Bagagens que comprometem
Não apenas um, mas vários e respeitados estudiosos da arte de proteção aos chefes de governo, consideram que é impossível armar um esquema de segurança de tal forma prefeito, que se permita considerar o protegido totalmente fora de perigo. Nem se excluem aqui os homens responsáveis pela integridade do presidente dos Estados Unidos, mesmo sendo ele alvo do mais caro e sofisticado esquema de proteção que se conhece. Os agentes geralmente, se honestos, confirmam que sempre há um detalhe para construir vulnerabilidades, como citam jornalistas americanos, entre eles Anton Bolder, ao estudar as circunstâncias em que ocorreram os atentados contra Kennedy e Reagan, para concluir que segurança absoluta só é possível no quarto de dormir. Mesmo assim dependendo de quem estiver ao lado...
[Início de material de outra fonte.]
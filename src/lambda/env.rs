// src/lambda/env.rs

use std::collections::BTreeMap;
use std::env;

use crate::error::InvokeError;

/// Whether the OS accepts `key` as an environment variable name.
pub fn is_valid_key(key: &str) -> bool {
    !key.is_empty() && !key.contains('=') && !key.contains('\0')
}

/// Whether the OS accepts `value` as an environment variable value.
pub fn is_valid_value(value: &str) -> bool {
    !value.contains('\0')
}

/// Sets process environment variables for as long as it lives.
///
/// On drop every variable goes back to what it was before: prior values
/// are restored, variables that did not exist are removed. Callers must
/// hold the invocation lock while a guard is alive.
#[derive(Debug)]
pub struct ScopedEnv {
    previous: Vec<(String, Option<String>)>,
}

impl ScopedEnv {
    /// Fails without touching the environment if any pair is not settable.
    pub fn apply(vars: &BTreeMap<String, String>) -> Result<Self, InvokeError> {
        if let Some((key, _)) = vars
            .iter()
            .find(|(k, v)| !is_valid_key(k) || !is_valid_value(v))
        {
            return Err(InvokeError::InvalidEnvironment { key: key.clone() });
        }

        // the guard exists before the first write, so a partial apply is
        // still undone on unwind
        let mut guard = Self {
            previous: Vec::with_capacity(vars.len()),
        };
        for (key, value) in vars {
            let prior = env::var(key).ok();
            env::set_var(key, value);
            guard.previous.push((key.clone(), prior));
        }

        Ok(guard)
    }
}

impl Drop for ScopedEnv {
    fn drop(&mut self) {
        for (key, prior) in self.previous.drain(..).rev() {
            match prior {
                Some(value) => env::set_var(&key, value),
                None => env::remove_var(&key),
            }
        }
    }
}
// src/mapping.rs

//! One pass of an event source mapping: receive a batch, hand it to the
//! lambda, delete the batch if the lambda succeeded.

use serde_json::Value;

use crate::aws::{event_source, resource_arn, IdentityApi, QueueApi, ServiceName};
use crate::config::Config;
use crate::error::MappingError;
use crate::event::build_event;
use crate::lambda::LambdaInvoker;
use crate::message;

/// Run the named mapping once.
///
/// Nothing is deleted unless the handler returns successfully, so a failed
/// batch becomes visible again on the queue after its visibility timeout.
pub async fn run<C>(
    cloud: &C,
    invoker: &LambdaInvoker,
    config: &Config,
    mapping_name: &str,
) -> Result<Value, MappingError>
where
    C: QueueApi + IdentityApi + ?Sized,
{
    let mapping = config.mapping(mapping_name)?;

    let region = cloud.region().await?;
    let account_id = cloud.account_id().await?;
    let source_arn = resource_arn(ServiceName::Sqs, &region, &account_id, &mapping.queue);
    let source = event_source(ServiceName::Sqs, &region);

    tracing::info!(
        "Running {:?} mapping ({} -> {})...",
        mapping_name,
        mapping.queue,
        mapping.function_name
    );

    let batch = message::receive(
        cloud,
        &mapping.queue,
        mapping.batch_size,
        mapping.maximum_batching_window,
    )
    .await?;

    let event = build_event(&region, &source, &source_arn, &batch);
    let result = invoker.invoke(&mapping.function_name, event).await?;

    message::delete(cloud, &mapping.queue, &batch).await?;

    Ok(result)
}
// src/aws/inject.rs

//! Credential injection for handler code.
//!
//! Handlers never build AWS clients from the ambient environment. They ask
//! the `ClientFactory` on their `InvocationContext`, which fills in the
//! configured credentials, region and endpoint. This lets handler code
//! written for real AWS talk to LocalStack (or any other target) without
//! modification.

use aws_config::{BehaviorVersion, Region, SdkConfig};
use aws_credential_types::Credentials;

use crate::aws::accessor::ServiceClient;
use crate::config::ConnectionSettings;

/// Parameters a caller may pass when building a client.
#[derive(Debug, Clone, Default, PartialEq, Eq)]
pub struct ClientRequest {
    pub region: Option<String>,
    pub endpoint_url: Option<String>,
    pub access_key_id: Option<String>,
    pub secret_access_key: Option<String>,
    pub session_token: Option<String>,
}

/// Apply configured settings over a caller's request.
///
/// A configured, non-empty value always wins. Anything not configured
/// keeps whatever the caller asked for.
pub fn inject(settings: &ConnectionSettings, mut request: ClientRequest) -> ClientRequest {
    fn apply(configured: Option<&str>, slot: &mut Option<String>) {
        if let Some(value) = configured {
            *slot = Some(value.to_string());
        }
    }

    apply(settings.access_key_id(), &mut request.access_key_id);
    apply(settings.secret_access_key(), &mut request.secret_access_key);
    apply(settings.session_token(), &mut request.session_token);
    apply(settings.region(), &mut request.region);
    apply(settings.endpoint_url(), &mut request.endpoint_url);

    request
}

/// Load an SDK config for a fully resolved request.
async fn load_sdk_config(profile: Option<&str>, request: &ClientRequest) -> SdkConfig {
    let mut loader = aws_config::defaults(BehaviorVersion::latest());

    if let Some(profile) = profile {
        loader = loader.profile_name(profile);
    }
    if let Some(region) = &request.region {
        loader = loader.region(Region::new(region.clone()));
    }
    if let (Some(key), Some(secret)) = (&request.access_key_id, &request.secret_access_key) {
        loader = loader.credentials_provider(Credentials::new(
            key.clone(),
            secret.clone(),
            request.session_token.clone(),
            None,
            "qldebugger",
        ));
    }
    if let Some(url) = &request.endpoint_url {
        loader = loader.endpoint_url(url.clone());
    }

    loader.load().await
}

/// Builds clients with the configured settings injected.
///
/// Handler code gets fresh clients through `client`. The runner's
/// `ClientAccessor` loads its one shared SDK config through `sdk_config`,
/// so both paths resolve credentials the same way.
#[derive(Debug, Clone)]
pub struct ClientFactory {
    settings: ConnectionSettings,
}

impl ClientFactory {
    pub fn new(settings: ConnectionSettings) -> Self {
        Self { settings }
    }

    pub fn settings(&self) -> &ConnectionSettings {
        &self.settings
    }

    /// The request a client would actually be built with.
    pub fn resolve(&self, request: ClientRequest) -> ClientRequest {
        inject(&self.settings, request)
    }

    pub async fn sdk_config(&self, request: ClientRequest) -> SdkConfig {
        let resolved = self.resolve(request);
        load_sdk_config(self.settings.profile(), &resolved).await
    }

    pub async fn client<C: ServiceClient>(&self, request: ClientRequest) -> C {
        tracing::debug!("Building {} client for handler...", C::SERVICE);
        C::from_conf(&self.sdk_config(request).await)
    }

    pub async fn sqs(&self) -> aws_sdk_sqs::Client {
        self.client(ClientRequest::default()).await
    }
}

#[cfg(test)]
mod tests {
    use super::*;

    fn configured() -> ConnectionSettings {
        ConnectionSettings {
            profile: None,
            access_key_id: Some("key".to_string()),
            secret_access_key: Some("secret".to_string()),
            session_token: Some(String::new()),
            region: Some("us-east-1".to_string()),
            endpoint_url: Some("http://localhost:4566/".to_string()),
        }
    }

    #[test]
    fn unset_request_takes_configured_values() {
        let resolved = inject(&configured(), ClientRequest::default());

        assert_eq!(resolved.access_key_id.as_deref(), Some("key"));
        assert_eq!(resolved.secret_access_key.as_deref(), Some("secret"));
        assert_eq!(resolved.region.as_deref(), Some("us-east-1"));
        assert_eq!(resolved.endpoint_url.as_deref(), Some("http://localhost:4566/"));
        // empty configured value counts as unset
        assert_eq!(resolved.session_token, None);
    }

    #[test]
    fn configured_values_override_caller() {
        let request = ClientRequest {
            region: Some("eu-west-1".to_string()),
            endpoint_url: Some("https://sqs.eu-west-1.amazonaws.com".to_string()),
            ..Default::default()
        };

        let resolved = inject(&configured(), request);

        assert_eq!(resolved.region.as_deref(), Some("us-east-1"));
        assert_eq!(resolved.endpoint_url.as_deref(), Some("http://localhost:4566/"));
    }

    #[test]
    fn caller_values_survive_when_nothing_configured() {
        let request = ClientRequest {
            region: Some("eu-west-1".to_string()),
            session_token: Some("token".to_string()),
            ..Default::default()
        };

        let resolved = inject(&ConnectionSettings::default(), request.clone());

        assert_eq!(resolved, request);
    }

    #[test]
    fn factory_resolves_through_settings() {
        let factory = ClientFactory::new(configured());
        let resolved = factory.resolve(ClientRequest::default());
        assert_eq!(resolved, inject(&configured(), ClientRequest::default()));
    }

    #[tokio::test]
    async fn sdk_config_carries_configured_target() {
        let factory = ClientFactory::new(configured());
        let request = ClientRequest {
            region: Some("eu-west-1".to_string()),
            endpoint_url: Some("https://sqs.eu-west-1.amazonaws.com".to_string()),
            ..Default::default()
        };

        let sdk_config = factory.sdk_config(request).await;

        assert_eq!(sdk_config.region().map(|r| r.as_ref()), Some("us-east-1"));
        assert_eq!(sdk_config.endpoint_url(), Some("http://localhost:4566/"));
    }

    #[tokio::test]
    async fn client_is_built_for_configured_target() {
        let factory = ClientFactory::new(configured());

        let sqs: aws_sdk_sqs::Client = factory.client(ClientRequest::default()).await;
        assert_eq!(
            sqs.config().region().map(|r| r.as_ref()),
            Some("us-east-1")
        );

        let sns: aws_sdk_sns::Client = factory
            .client(ClientRequest {
                region: Some("ap-south-1".to_string()),
                ..Default::default()
            })
            .await;
        assert_eq!(
            sns.config().region().map(|r| r.as_ref()),
            Some("us-east-1")
        );
    }

    #[tokio::test]
    async fn caller_region_used_when_none_configured() {
        let factory = ClientFactory::new(ConnectionSettings {
            region: None,
            ..configured()
        });

        let sqs: aws_sdk_sqs::Client = factory
            .client(ClientRequest {
                region: Some("ap-south-1".to_string()),
                ..Default::default()
            })
            .await;

        assert_eq!(
            sqs.config().region().map(|r| r.as_ref()),
            Some("ap-south-1")
        );
    }
}
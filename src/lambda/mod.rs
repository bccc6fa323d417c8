// src/lambda/mod.rs

//! Handler resolution and invocation.
//!
//! A lambda definition names its handler by dotted path. The path is looked
//! up in a `HandlerRegistry`, and the handler runs with the lambda's
//! environment applied to the process for the duration of the call.

use async_trait::async_trait;
use serde_json::Value;
use std::collections::BTreeMap;
use std::sync::{Arc, OnceLock};
use tokio::sync::Mutex;
use uuid::Uuid;

use crate::aws::ClientFactory;
use crate::config::{Config, LambdaDefinition};
use crate::error::{ConfigError, InvokeError};
use crate::event::SqsEvent;

pub mod demo;
pub mod env;
pub mod registry;

pub use env::ScopedEnv;
pub use registry::HandlerRegistry;

/// User code invoked with an SQS event.
#[async_trait]
pub trait Handler: Send + Sync {
    async fn call(&self, event: SqsEvent, ctx: &InvocationContext) -> anyhow::Result<Value>;
}

/// What a handler gets besides the event.
#[derive(Debug, Clone)]
pub struct InvocationContext {
    function_name: String,
    request_id: String,
    env: BTreeMap<String, String>,
    clients: ClientFactory,
}

impl InvocationContext {
    pub fn function_name(&self) -> &str {
        &self.function_name
    }

    pub fn request_id(&self) -> &str {
        &self.request_id
    }

    /// The lambda's configured environment, also set on the process.
    pub fn env(&self) -> &BTreeMap<String, String> {
        &self.env
    }

    /// Builds AWS clients with the configured connection settings applied.
    pub fn clients(&self) -> &ClientFactory {
        &self.clients
    }
}

/// Serializes invocations, since each one rewrites the process environment.
fn invocation_lock() -> &'static Mutex<()> {
    static LOCK: OnceLock<Mutex<()>> = OnceLock::new();
    LOCK.get_or_init(|| Mutex::new(()))
}

pub struct LambdaInvoker {
    lambdas: BTreeMap<String, LambdaDefinition>,
    registry: HandlerRegistry,
    clients: ClientFactory,
}

impl LambdaInvoker {
    pub fn new(config: &Config, registry: HandlerRegistry) -> Self {
        Self {
            lambdas: config.lambdas.clone(),
            registry,
            clients: ClientFactory::new(config.aws.clone()),
        }
    }

    fn definition(&self, lambda_name: &str) -> Result<&LambdaDefinition, ConfigError> {
        self.lambdas
            .get(lambda_name)
            .ok_or_else(|| ConfigError::UnknownLambda(lambda_name.to_string()))
    }

    pub fn resolve(&self, lambda_name: &str) -> Result<Arc<dyn Handler>, InvokeError> {
        let definition = self.definition(lambda_name)?;
        tracing::debug!("Loading handler {} for {:?} lambda...", definition.handler, lambda_name);
        self.registry.resolve(&definition.handler)
    }

    pub async fn invoke(&self, lambda_name: &str, event: SqsEvent) -> Result<Value, InvokeError> {
        let definition = self.definition(lambda_name)?;

        let _lock = invocation_lock().lock().await;
        let handler = self.resolve(lambda_name)?;
        let _env = ScopedEnv::apply(&definition.environment)?;

        let ctx = InvocationContext {
            function_name: lambda_name.to_string(),
            request_id: Uuid::new_v4().to_string(),
            env: definition.environment.clone(),
            clients: self.clients.clone(),
        };

        tracing::info!(
            request_id = %ctx.request_id,
            "Invoking {:?} lambda with {} records...",
            lambda_name,
            event.records.len()
        );

        match handler.call(event, &ctx).await {
            Ok(result) => {
                tracing::info!("Lambda {:?} result: {}", lambda_name, result);
                Ok(result)
            }
            Err(source) => {
                tracing::error!("Lambda {:?} failed: {:?}", lambda_name, source);
                Err(InvokeError::Handler {
                    lambda: lambda_name.to_string(),
                    source,
                })
            }
        }
    }
}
O assunto certamente teria tudo para ser discutido, como consequência do recente flagrante de transporte de cocaína num aviação da comitiva do presidente Bolsonaro, que viajava para o Oriente. Provavelmente o tema não teve como prosperar, com um mínimo de seriedade, porque logo descambou para a galhofa, objeto de incontáveis piadas que povoaram a internet. Afora isso, estamos todos autorizados a indagar a quantos anda a segurança do presidente e de seus assessores. Sim, porque onde entram trinta quilos de cocaína, pelas mãos de alguém das Forças Armadas, sob os auspícios de um total descuido, poderia, sem dificuldades maiores - por que não? - entrar um petardo para explodir em pelo voo. São coisas possíveis não apenas na imaginação fértil dos filmes de James Bond.
Imagina-se a que ponto chegamos. De forma a se abrir espaço para planos terroristas, tendo governantes como alvo, e atribuídos a pessoas de sua convivência, integrantes do apoio técnico de suas comitivas. Ora, um indigitado sargento, levando para a Europa o pó maldito, provou que por perto é que o perigo ronda. Quanto mais próximo, maior é o risco, o que, aliás, o próprio Bolsonaro experimentou, ao ser esfaqueado em via pública por alguém que simulava aplaudi-lo.
Não são de agora os perigos. E interessante, são riscos esquecidos, tanto quanto mais frequentes. Ninguém andou mais próximo do príncipe de Sarajevo, quando foi atacado, e com seu sangue precipitar a Primeira Guerra Mundial. Os próprios agentes de segurança, sem embargo de serem rigorosamente arregimentados, mataram Barthou, na França, e Indira Gandhi, na Índia. Atentasse para as proximidades, o primeiro-ministro judeu Itzhak Rabin não teria perdido a vida. Ou outro imprudente, o nosso Prudente de Moraes, que só não morreu porque seu ministro Machado Guimarães pôs-se à frente.
Não se exagere em afirmar que Bolsonaro deva dispensar seus protetores, mas é desejável que cuide de saber quais as cargas indesejáveis que viajam ao seu lado, e cobrar medidas preventivas adequadas. Mesmo para serem evitados constrangimentos diplomáticos, como o que acaba de ocorrer.
Nem sempre o governante preza o suficiente para admitir rigidez nas medidas que se destinam a preservá-lo. Costuma acreditar que elas podem torná-lo impopular. Ocorre que a segurança de sua pessoa vai além dela. Trata-se da proteção do próprio estado, que mergulha em crise quando o governante é agredido ou morto. Convém, por isso, que tais medidas sejam aplicadas com rigor. O que nem deve dispensar o auxílio de cães farejadores para saber o que vai nas mochilas da tripulação palaciana. Era o que faltava.